* [Task instructions] The lines to repeat are those below from the one containing "pub struct JwtConfig" down to the one containing "pub fn new(secret: impl", both included; reproduce them exactly and nothing else.

______

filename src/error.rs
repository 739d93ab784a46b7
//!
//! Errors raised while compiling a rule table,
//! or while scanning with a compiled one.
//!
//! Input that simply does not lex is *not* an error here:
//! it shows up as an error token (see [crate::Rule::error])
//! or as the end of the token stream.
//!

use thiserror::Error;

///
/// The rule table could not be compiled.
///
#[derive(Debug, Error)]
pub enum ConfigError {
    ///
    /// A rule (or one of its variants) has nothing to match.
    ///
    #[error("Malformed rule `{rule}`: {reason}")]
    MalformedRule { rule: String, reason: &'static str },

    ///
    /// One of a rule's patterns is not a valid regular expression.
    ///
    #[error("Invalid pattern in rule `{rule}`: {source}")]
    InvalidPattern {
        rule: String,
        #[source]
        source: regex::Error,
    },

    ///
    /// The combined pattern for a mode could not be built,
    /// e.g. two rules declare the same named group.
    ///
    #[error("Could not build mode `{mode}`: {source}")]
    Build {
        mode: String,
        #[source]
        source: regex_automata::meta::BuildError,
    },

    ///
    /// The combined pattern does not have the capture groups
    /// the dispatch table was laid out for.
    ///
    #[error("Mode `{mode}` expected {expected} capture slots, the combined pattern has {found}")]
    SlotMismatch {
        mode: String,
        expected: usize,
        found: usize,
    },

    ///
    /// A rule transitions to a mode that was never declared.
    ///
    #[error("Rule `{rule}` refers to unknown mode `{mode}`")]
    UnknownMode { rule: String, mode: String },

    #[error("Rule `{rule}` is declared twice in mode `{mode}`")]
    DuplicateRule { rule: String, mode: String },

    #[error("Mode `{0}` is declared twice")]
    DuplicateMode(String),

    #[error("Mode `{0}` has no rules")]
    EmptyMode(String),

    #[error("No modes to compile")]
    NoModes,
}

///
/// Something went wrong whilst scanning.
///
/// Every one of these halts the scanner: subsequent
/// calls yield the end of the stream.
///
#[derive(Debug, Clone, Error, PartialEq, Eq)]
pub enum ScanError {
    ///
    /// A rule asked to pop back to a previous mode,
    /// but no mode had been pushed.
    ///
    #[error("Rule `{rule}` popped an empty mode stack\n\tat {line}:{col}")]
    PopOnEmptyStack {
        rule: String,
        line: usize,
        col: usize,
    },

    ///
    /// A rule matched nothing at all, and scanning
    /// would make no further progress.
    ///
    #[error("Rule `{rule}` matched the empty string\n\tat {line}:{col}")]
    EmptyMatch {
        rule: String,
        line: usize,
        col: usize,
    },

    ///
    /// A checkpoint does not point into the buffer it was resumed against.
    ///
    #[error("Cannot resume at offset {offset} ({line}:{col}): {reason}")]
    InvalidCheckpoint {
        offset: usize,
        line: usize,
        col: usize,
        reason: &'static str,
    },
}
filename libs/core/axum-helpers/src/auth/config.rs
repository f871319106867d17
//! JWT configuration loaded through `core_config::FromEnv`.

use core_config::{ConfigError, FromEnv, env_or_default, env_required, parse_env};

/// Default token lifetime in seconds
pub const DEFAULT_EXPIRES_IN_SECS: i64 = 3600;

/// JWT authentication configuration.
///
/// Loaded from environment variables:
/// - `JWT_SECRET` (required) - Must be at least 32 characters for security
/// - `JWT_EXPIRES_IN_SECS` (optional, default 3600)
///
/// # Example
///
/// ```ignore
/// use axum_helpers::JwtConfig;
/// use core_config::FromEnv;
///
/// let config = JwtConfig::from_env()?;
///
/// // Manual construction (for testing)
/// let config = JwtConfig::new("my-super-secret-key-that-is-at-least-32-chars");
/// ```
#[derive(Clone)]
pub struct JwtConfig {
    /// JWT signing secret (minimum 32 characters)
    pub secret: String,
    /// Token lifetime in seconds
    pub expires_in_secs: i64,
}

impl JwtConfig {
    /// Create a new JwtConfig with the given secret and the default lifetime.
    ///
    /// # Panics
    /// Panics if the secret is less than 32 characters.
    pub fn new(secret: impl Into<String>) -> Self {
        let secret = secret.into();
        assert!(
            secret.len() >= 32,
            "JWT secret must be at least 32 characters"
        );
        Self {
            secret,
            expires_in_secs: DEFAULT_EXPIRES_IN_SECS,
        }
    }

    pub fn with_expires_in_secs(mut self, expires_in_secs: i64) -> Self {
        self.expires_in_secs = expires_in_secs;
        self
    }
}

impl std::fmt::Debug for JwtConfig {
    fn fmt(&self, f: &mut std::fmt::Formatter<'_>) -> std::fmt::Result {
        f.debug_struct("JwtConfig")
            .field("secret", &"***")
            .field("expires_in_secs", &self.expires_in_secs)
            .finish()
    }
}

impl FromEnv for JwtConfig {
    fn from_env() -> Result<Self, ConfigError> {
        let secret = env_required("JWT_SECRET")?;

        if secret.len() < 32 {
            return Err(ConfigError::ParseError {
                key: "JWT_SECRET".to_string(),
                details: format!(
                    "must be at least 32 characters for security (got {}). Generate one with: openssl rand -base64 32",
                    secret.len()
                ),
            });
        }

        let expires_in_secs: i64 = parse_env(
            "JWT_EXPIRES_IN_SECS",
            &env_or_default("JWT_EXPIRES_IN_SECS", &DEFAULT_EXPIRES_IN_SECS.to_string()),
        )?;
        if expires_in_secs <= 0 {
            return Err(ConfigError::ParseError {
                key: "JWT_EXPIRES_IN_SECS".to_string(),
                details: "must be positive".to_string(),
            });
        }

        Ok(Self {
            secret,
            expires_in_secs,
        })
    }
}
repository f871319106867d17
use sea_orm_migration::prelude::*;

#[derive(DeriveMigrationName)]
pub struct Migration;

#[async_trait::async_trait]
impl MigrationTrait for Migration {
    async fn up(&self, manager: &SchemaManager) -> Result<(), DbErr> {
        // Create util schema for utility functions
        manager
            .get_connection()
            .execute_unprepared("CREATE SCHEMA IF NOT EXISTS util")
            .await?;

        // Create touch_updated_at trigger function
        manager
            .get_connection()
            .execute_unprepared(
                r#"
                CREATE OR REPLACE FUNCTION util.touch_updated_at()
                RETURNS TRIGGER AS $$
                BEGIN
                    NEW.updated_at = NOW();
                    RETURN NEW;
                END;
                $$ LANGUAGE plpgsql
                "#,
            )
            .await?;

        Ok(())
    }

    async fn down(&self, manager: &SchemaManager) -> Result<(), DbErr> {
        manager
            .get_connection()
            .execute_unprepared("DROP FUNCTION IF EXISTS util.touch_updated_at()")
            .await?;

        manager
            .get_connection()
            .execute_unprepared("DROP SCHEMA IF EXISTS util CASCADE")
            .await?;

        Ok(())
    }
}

______

* [Task result]
pub struct JwtConfig {
    /// JWT signing secret (minimum 32 characters)
    pub secret: String,
    /// Token lifetime in seconds
    pub expires_in_secs: i64,
}

impl JwtConfig {
    /// Create a new JwtConfig with the given secret and the default lifetime.
    ///
    /// # Panics
    /// Panics if the secret is less than 32 characters.
    pub fn new(secret: impl Into<String>) -> Self {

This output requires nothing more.